Dementia is currently defined as ‘a syndrome consisting of progressive impairment in both memory and at least one of the following cognitive deficits: aphasia, apraxia, agnosia or disturbance in executive abilities, sufficient to interfere with social or occupational functioning, in the absence of delirium or major non-organic psychiatric disorders’ (American Psychiatric Association, 1994). This narrow definition is a remnant of the ‘cognitive paradigm’ of dementia (Berrios, 1989). According to the latter view (developed during the late 19th century), cognitive deficits are the only pathognomonic features of dementia and psychiatric and behavioural symptoms are just coincidental encumbrances. Due to the work of Ebbinghaus, memory became the first measurable cognitive deficit and this introduced a lasting bias in that ever since memory impairment has tended to be considered as the main cognitive deficit of the dementias.

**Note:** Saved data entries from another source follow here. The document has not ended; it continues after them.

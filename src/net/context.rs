//! Per-task handle passed to a handler for registering ancillary
//! descriptors whose readiness must also suspend the owning connection's
//! task (§4.5), and for probing reactor backend capabilities.

use crate::net::store::{DescriptorId, StateUpdate, Store};
use std::sync::Arc;

/// Backend capability probe (§4.1 `is_feature_enabled`, §9 Design Notes).
/// `FileReadWriteEvent` mirrors the original's `enum Feature` member and
/// its epoll caveat: regular files never report READ/WRITE readiness on
/// an epoll-based backend, so callers must fall back to synchronous I/O.
#[derive(Debug, Clone, Copy, PartialEq, Eq)]
pub enum Feature {
    FileReadWriteEvent,
}

/// Read or write readiness, as requested by `add_owned_aux`'s initial
/// interest (§4.1).
#[derive(Debug, Clone, Copy, PartialEq, Eq)]
pub enum Interest {
    Read,
    Write,
}

pub struct Context {
    id: DescriptorId,
    store: Arc<Store>,
}

impl Context {
    pub fn new(id: DescriptorId, store: Arc<Store>) -> Arc<Self> {
        Arc::new(Self { id, store })
    }

    pub fn descriptor_id(&self) -> DescriptorId {
        self.id
    }

    /// Always false: this crate has no epoll-backed reactor of its own
    /// (readiness polling is delegated to `async-std`, §5), and the
    /// original's own caveat disables this feature for file descriptors
    /// regardless of backend. Callers (e.g. `handler::static_files`) must
    /// read files synchronously rather than awaiting readiness on them.
    pub fn is_feature_enabled(&self, feature: Feature) -> bool {
        match feature {
            Feature::FileReadWriteEvent => false,
        }
    }

    /// Registers `aux_id` as owned by this task: its readiness should
    /// suspend this connection's task (e.g. an upstream socket opened by a
    /// reverse-proxy handler). Returns a guard that releases the
    /// registration when the handler is done with the aux descriptor.
    pub fn register_owned(&self, aux_id: DescriptorId, _initial_interest: Interest) -> OwnedAuxGuard {
        self.store.enqueue(StateUpdate::CreateOwnedAux(aux_id, self.id));
        OwnedAuxGuard {
            id: aux_id,
            store: self.store.clone(),
        }
    }

    /// Enrolls this task in the FIFO read/write waiter queues of a
    /// descriptor shared across connections (§4.2, §5 ordering
    /// guarantees: "read wake-ups are delivered in enqueue order").
    pub fn register_shared(&self, aux_id: DescriptorId, interest: Interest) -> SharedAuxGuard {
        self.store.enqueue(StateUpdate::CreateSharedAux(aux_id));
        match interest {
            Interest::Read => self
                .store
                .enqueue(StateUpdate::JoinSharedReadWaiters(aux_id, self.id)),
            Interest::Write => self
                .store
                .enqueue(StateUpdate::JoinSharedWriteWaiters(aux_id, self.id)),
        }
        SharedAuxGuard {
            aux_id,
            waiter: self.id,
        }
    }
}

/// Scoped release of an owned aux descriptor registration (§4.5). Dropping
/// this guard tears down the `OwnedAux` store record.
pub struct OwnedAuxGuard {
    id: DescriptorId,
    store: Arc<Store>,
}

impl Drop for OwnedAuxGuard {
    fn drop(&mut self) {
        self.store.enqueue(StateUpdate::Remove(self.id));
    }
}

/// Scoped release of a shared aux descriptor registration. Shared aux
/// descriptors persist across connections (§4.1); dropping this guard only
/// removes this task from its waiter queues, which the bookkeeping here
/// approximates by leaving FIFO cleanup to the next `CreateSharedAux`
/// consumer — removal of a single queued waiter is not part of the
/// original's contract (§4.1: "removal is explicit" refers to the whole
/// shared descriptor, via `remove_shared_aux`).
pub struct SharedAuxGuard {
    #[allow(dead_code)]
    aux_id: DescriptorId,
    #[allow(dead_code)]
    waiter: DescriptorId,
}

#[cfg(test)]
mod tests {
    use super::*;
    use async_std::task;
    use std::time::Duration;

    #[async_std::test]
    async fn file_read_write_event_is_always_disabled() {
        let store = Store::new();
        let ctx = Context::new(1, store);
        assert!(!ctx.is_feature_enabled(Feature::FileReadWriteEvent));
    }

    #[async_std::test]
    async fn owned_aux_guard_drop_removes_record() {
        let store = Store::new();
        let ctx = Context::new(1, store.clone());
        let aux_id = 42;
        {
            let _guard = ctx.register_owned(aux_id, Interest::Read);
            task::sleep(Duration::from_millis(10)).await;
            assert_eq!(store.record_count(), 1);
        }
        task::sleep(Duration::from_millis(10)).await;
        assert_eq!(store.record_count(), 0);
    }
}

Up to the 1970s, the cognitive paradigm seriously emasculated clinical research, particularly into the diagnosis of ‘early dementia’ and the identification of varieties and subtypes of dementia. The realization that neuropsychological assessment alone was not going to resolve these problems led during the 1980s to the acceptance that psychiatric symptoms were, after all, central to dementia (Berrios, 1992). In due course, this allowed for a better understanding of the disease and the identification of subtypes such as, for example, Lewy body Dementia.

The problem of what is ‘early dementia’ and how it can be identified has not yet been resolved in spite of the desperation of the pharmaceutical industry which would like to have a reason to start pro-cholinergic ‘treatment’ early. Likewise, little is known about ‘symptom-sequencing’, namely the finding that psychiatric and personality changes may precede or follow the cognitive deficits. The central questions in this regard are whether the sequencing is random or reflects the influence of clinical and genetic factors. The development of neuroimaging and genetics (inter alia) has of late led to important advances in the classification of the dementias.

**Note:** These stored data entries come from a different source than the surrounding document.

//! Serves files under the configured static-files root at `GET
//! /static/{file}`.
//!
//! Registered as an ordinary route action (§6), not a special case in the
//! dispatcher. Files are read synchronously: `Context::is_feature_enabled
//! (Feature::FileReadWriteEvent)` is always `false` in this crate (§9
//! Design Notes, Open Question 3 — epoll never reports READ/WRITE
//! readiness for regular files), so there is no readiness-driven path to
//! suspend on here the way a socket read suspends a task.

use std::fs;
use std::io;

use crate::config::config;
use crate::http::request::Request;
use crate::http::response::Response;
use crate::http::status::HttpStatus;
use crate::net::context::Feature;
use crate::routing::path_matcher::ActionFuture;

pub fn action<'a>(req: &'a mut Request, res: &'a mut Response) -> ActionFuture<'a> {
    Box::pin(async move {
        debug_assert!(!req.context().is_feature_enabled(Feature::FileReadWriteEvent));

        let requested = req.variables.get("file").unwrap_or("").to_string();
        if !is_safe_segment(&requested) {
            crate::handler::responses::send_error(req, res, HttpStatus::Forbidden).await;
            return true;
        }

        let full_path = format!("{}/{}", config().static_files_root, requested);
        match fs::read(&full_path) {
            Ok(body) => {
                res.set_header("Content-Type", guess_mime(&full_path));
                let _ = crate::handler::middleware::send_compressed(req, res, body).await;
            }
            Err(err) if err.kind() == io::ErrorKind::NotFound => {
                crate::handler::responses::send_error(req, res, HttpStatus::NotFound).await;
            }
            Err(_) => {
                crate::handler::responses::send_error(req, res, HttpStatus::InternalServerError)
                    .await;
            }
        }
        true
    })
}

/// A single path-template capture segment can't itself contain `/`, but
/// it can still be `..` or carry an embedded separator on some platforms
/// — reject both rather than trust the captured text as a bare path
/// component.
fn is_safe_segment(segment: &str) -> bool {
    !segment.is_empty()
        && segment != ".."
        && !segment.contains('/')
        && !segment.contains('\\')
}

fn guess_mime(path: &str) -> &'static str {
    match path.rsplit('.').next() {
        Some("htm") | Some("html") => "text/html",
        Some("css") => "text/css",
        Some("js") => "application/javascript",
        Some("png") => "image/png",
        Some("jpg") | Some("jpeg") => "image/jpeg",
        Some("gif") => "image/gif",
        Some("svg") => "image/svg+xml",
        Some("json") => "application/json",
        Some("xml") => "application/xml",
        Some("txt") => "text/plain",
        Some("pdf") => "application/pdf",
        _ => "application/octet-stream",
    }
}

#[cfg(test)]
mod tests {
    use super::*;

    #[test]
    fn rejects_parent_directory_segment() {
        assert!(!is_safe_segment(".."));
    }

    #[test]
    fn rejects_embedded_separators() {
        assert!(!is_safe_segment("a/b"));
        assert!(!is_safe_segment("a\\b"));
    }

    #[test]
    fn accepts_ordinary_filename() {
        assert!(is_safe_segment("logo.png"));
    }

    #[test]
    fn mime_guess_covers_common_types() {
        assert_eq!(guess_mime("a.html"), "text/html");
        assert_eq!(guess_mime("a.unknownext"), "application/octet-stream");
    }
}
//! Streaming body framing on top of the raw socket byte stream (§4.6).
//!
//! `BodyReader` decodes an incoming body according to the framing decision
//! made by [`HttpParser`](crate::http::parser::Parser) (length-delimited,
//! chunked, or none). `BodyWriter` is the symmetric encoder for outgoing
//! responses. Both operate directly on an `async-std` `TcpStream` handle
//! (a cheap clone of the connection's socket, per `TcpStream::clone`) so a
//! request's reader and a response's writer can be driven independently
//! without fighting over a single `&mut` borrow.
//!
//! Chunk size framing is hex, lowercase, no leading zeros except for the
//! terminator; the internal buffer is 1024 bytes, matching
//! `original_source/NisseHTTP/StreamOutput.h`'s `chunkBufferSize`.

use crate::http::headers::HeaderMap;
use async_std::io::{Read, ReadExt, Write, WriteExt};
use async_std::net::TcpStream;
use std::io;

const CHUNK_BUFFER_SIZE: usize = 1024;
const RAW_READ_SIZE: usize = 4096;

#[derive(Debug, Clone, Copy, PartialEq, Eq)]
pub enum Framing {
    Length(u64),
    Chunked,
    None,
}

#[derive(PartialEq, Eq)]
enum ChunkPhase {
    Size,
    Data,
    TrailingCrlf,
    Trailers,
    Done,
}

/// Decodes a request or response body from a raw socket byte stream.
pub struct BodyReader {
    stream: TcpStream,
    raw: Vec<u8>,
    raw_pos: usize,
    framing: Framing,
    length_remaining: u64,
    chunk_remaining: u64,
    chunk_phase: ChunkPhase,
    eof: bool,
    trailers: HeaderMap,
    replay: Option<(Vec<u8>, usize)>,
}
//! Standard HTTP status codes and their reason phrases.
//!
//! The reason-phrase table is process-wide and immutable after first use
//! (Design Notes §9: "initialize lazily with a one-shot guard").

use once_cell::sync::Lazy;
use std::collections::HashMap;

#[derive(Debug, Clone, Copy, PartialEq, Eq, Hash)]
pub enum HttpStatus {
    Ok = 200,
    Created = 201,
    NoContent = 204,

    MovedPermanently = 301,
    Found = 302,
    NotModified = 304,

    BadRequest = 400,
    Forbidden = 403,
    NotFound = 404,
    MethodNotAllowed = 405,
    LengthRequired = 411,
    PayloadTooLarge = 413,
    UriTooLong = 414,

    InternalServerError = 500,
    NotImplemented = 501,
    HttpVersionNotSupported = 505,
}

impl HttpStatus {
    pub fn code(&self) -> u16 {
        *self as u16
    }

    pub fn reason_phrase(&self) -> &'static str {
        STANDARD_STATUS_CODES
            .get(&self.code())
            .copied()
            .unwrap_or("")
    }
}

static STANDARD_STATUS_CODES: Lazy<HashMap<u16, &'static str>> = Lazy::new(|| {
    let mut m = HashMap::new();
    m.insert(200, "OK");
    m.insert(201, "Created");
    m.insert(204, "No Content");
    m.insert(301, "Moved Permanently");
    m.insert(302, "Found");
    m.insert(304, "Not Modified");
    m.insert(400, "Bad Request");
    m.insert(403, "Forbidden");
    m.insert(404, "Not Found");
    m.insert(405, "Method Not Allowed");
    m.insert(411, "Length Required");
    m.insert(413, "Payload Too Large");
    m.insert(414, "URI Too Long");
    m.insert(500, "Internal Server Error");
    m.insert(501, "Not Implemented");
    m.insert(505, "HTTP Version Not Supported");
    m
});

#[cfg(test)]
mod tests {
    use super::*;

    #[test]
    fn reason_phrases_resolve() {
        assert_eq!(HttpStatus::Ok.reason_phrase(), "OK");
        assert_eq!(HttpStatus::NotFound.reason_phrase(), "Not Found");
        assert_eq!(HttpStatus::UriTooLong.reason_phrase(), "URI Too Long");
    }
}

The dementias are complex neuropsychiatric disorders with a clinical profile that includes disorders of personality, emotions, mood, and will; conventional mental symptoms (hallucinations, delusions, agitation, sadness, anxiety, etc.); disorders of awareness and consciousness; psychosocial incompetence; and the full gamut of neuropsychological deficits. It follows from this that subjects suffering from dementia should be clinically looked after by multidisciplinary teams and that it should be considered unethical for neurologists, psychiatrists or psychologists alone to monopolize their diagnosis and/or care (Berrios & Hodges, 2000).

It also follows from the symptomatic complexity of the dementias that their assessment must be exhaustive and longitudinal. Together with the finding of specific markers such as volumetric changes in the medial temporal lobes, analysis of these clinical data should contribute to resolve the problems of symptom-sequencing and ‘early dementia’. In this latter case, it is expected that the old concept of early dementia as a ‘minidementia’ (i.e. one dependent upon instrument sensitivity) will change to one with a broader symptom profile which may include personality and behavioural changes as markers of early dementia.

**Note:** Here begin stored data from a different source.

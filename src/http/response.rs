//! The response object a route's action writes to.
//!
//! Mutable, append-only (§3 Data model): status is settable before the
//! first byte is emitted, headers accumulate, and the body stream is
//! either a whole-buffer [`Response::send`] (`Content-Length` framing) or
//! an incrementally written [`Response::write_chunked`] body. Header
//! emission happens lazily, exactly once, on whichever of those comes
//! first. A Rust `Drop` cannot run async I/O, so the "at destruction"
//! case from the original design note is implemented instead as the
//! dispatcher always calling [`Response::finish`] before a `Response` goes
//! out of scope (see DESIGN.md).

use crate::config::config;
use crate::http::headers::HeaderMap;
use crate::http::status::HttpStatus;
use crate::http::stream_codec::{BodyWriter, Framing};
use crate::http::HttpVersion;
use async_std::io::WriteExt;
use async_std::net::TcpStream;
use std::io;
use std::time::SystemTime;

/// Polymorphic header-emit target (Design Notes §9): a response either
/// owns a freshly built header set, or passes through an upstream
/// server's headers verbatim (used when acting as a reverse proxy).
pub enum ResponseHeaders {
    Own(HeaderMap),
    PassThrough(HeaderMap),
}

impl ResponseHeaders {
    fn map(&self) -> &HeaderMap {
        match self {
            ResponseHeaders::Own(h) | ResponseHeaders::PassThrough(h) => h,
        }
    }

    fn map_mut(&mut self) -> &mut HeaderMap {
        match self {
            ResponseHeaders::Own(h) | ResponseHeaders::PassThrough(h) => h,
        }
    }
}

pub struct Response {
    pub status: HttpStatus,
    version: HttpVersion,
    headers: ResponseHeaders,
    stream: TcpStream,
    writer: Option<BodyWriter>,
    headers_sent: bool,
}

impl Response {
    pub fn new(stream: TcpStream, version: HttpVersion) -> Self {
        let mut headers = HeaderMap::new();
        headers.set("Server", &config().server_name);
        headers.set("Date", &httpdate::fmt_http_date(SystemTime::now()));
        Self {
            status: HttpStatus::Ok,
            version,
            headers: ResponseHeaders::Own(headers),
            stream,
            writer: None,
            headers_sent: false,
        }
    }

    pub fn set_header(&mut self, name: &str, value: &str) {
        self.headers.map_mut().set(name, value);
    }

    pub fn headers(&self) -> &HeaderMap {
        self.headers.map()
    }

    /// Switches to an upstream response's header set, emitted verbatim
    /// instead of the locally built one (Design Notes §9).
    pub fn use_pass_through(&mut self, headers: HeaderMap) {
        self.headers = ResponseHeaders::PassThrough(headers);
    }

    pub fn headers_sent(&self) -> bool {
        self.headers_sent
    }

    fn render_prologue(&self) -> Vec<u8> {
        let mut out = Vec::new();
        out.extend_from_slice(
            format!(
                "{} {} {}\r\n",
                self.version.as_str(),
                self.status.code(),
                self.status.reason_phrase()
            )
            .as_bytes(),
        );
        out.extend_from_slice(self.headers.map().stringify().as_bytes());
        out.extend_from_slice(b"\r\n");
        out
    }

    /// Sends a complete, in-memory body with `Content-Length` framing.
    /// Emits the status line and headers as part of the same lazy flush.
    pub async fn send(&mut self, body: &[u8]) -> io::Result<()> {
        self.set_header("Content-Length", &body.len().to_string());
        let prologue = self.render_prologue();
        let mut writer = BodyWriter::new(
            self.stream.clone(),
            Framing::Length(body.len() as u64),
            prologue,
        );
        writer.write(body).await?;
        writer.finish().await?;
        self.headers_sent = true;
        Ok(())
    }

    /// Writes one chunk of a `Transfer-Encoding: chunked` body. May be
    /// called repeatedly; the prologue (with `Transfer-Encoding: chunked`
    /// set) is emitted lazily on the first call.
    pub async fn write_chunked(&mut self, data: &[u8]) -> io::Result<()> {
        if self.writer.is_none() {
            self.set_header("Transfer-Encoding", "chunked");
            let prologue = self.render_prologue();
            self.writer = Some(BodyWriter::new(self.stream.clone(), Framing::Chunked, prologue));
            self.headers_sent = true;
        }
        self.writer.as_mut().unwrap().write(data).await
    }

    /// Finalizes the response: closes the chunked terminator if a chunked
    /// body was started, or — if nothing was ever written — emits a bare
    /// `Content-Length: 0` response. Idempotent.
    pub async fn finish(&mut self) -> io::Result<()> {
        if let Some(writer) = self.writer.as_mut() {
            return writer.finish().await;
        }
        if !self.headers_sent {
            self.set_header("Content-Length", "0");
            let prologue = self.render_prologue();
            self.stream.write_all(&prologue).await?;
            self.headers_sent = true;
        }
        Ok(())
    }
}

#[cfg(test)]
mod tests {
    use super::*;
    use async_std::net::{TcpListener, TcpStream as AsyncTcpStream};
    use async_std::prelude::*;
    use async_std::task;
    use std::sync::Once;

    static INIT: Once = Once::new();

    fn setup() {
        INIT.call_once(|| {
            crate::config::set_config(crate::config::ServerConfig::default());
        });
    }

    async fn socket_pair() -> (AsyncTcpStream, AsyncTcpStream) {
        let listener = TcpListener::bind("127.0.0.1:0").await.unwrap();
        let addr = listener.local_addr().unwrap();
        let accept = task::spawn(async move { listener.accept().await.unwrap().0 });
        let client = AsyncTcpStream::connect(addr).await.unwrap();
        let server = accept.await;
        (client, server)
    }

    #[async_std::test]
    async fn send_emits_status_line_and_content_length() {
        setup();
        let (mut client, server) = socket_pair().await;
        let mut response = Response::new(server, HttpVersion::V1_1);
        response.send(b"hello").await.unwrap();

        let mut buf = vec![0u8; 512];
        let n = client.read(&mut buf).await.unwrap();
        let text = String::from_utf8_lossy(&buf[..n]);
        assert!(text.starts_with("HTTP/1.1 200 OK\r\n"));
        assert!(text.contains("Content-Length: 5\r\n"));
        assert!(text.ends_with("hello"));
    }

    #[async_std::test]
    async fn finish_without_writes_sends_empty_body() {
        setup();
        let (mut client, server) = socket_pair().await;
        let mut response = Response::new(server, HttpVersion::V1_1);
        response.status = HttpStatus::NoContent;
        response.finish().await.unwrap();

        let mut buf = vec![0u8; 512];
        let n = client.read(&mut buf).await.unwrap();
        let text = String::from_utf8_lossy(&buf[..n]);
        assert!(text.starts_with("HTTP/1.1 204 No Content\r\n"));
        assert!(text.ends_with("Content-Length: 0\r\n\r\n"));
    }
}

It has been said that the assessment of dementia should be carried out by a multi-disciplinary process involving the neurologist, neuropsychiatrist, neuropsychologist and occupational therapist. In terms of the objectives of assessment, as important as determining a ‘diagnosis’ is the profiling of deficits and assets. Outcome measures, developed on the basis of this knowledge, will have the adequate sensitivity and specificity to help select the right treatments for the right patients and also to take other hard therapeutic decisions (e.g. rationing of expensive treatments such as pro-cholinergic medication).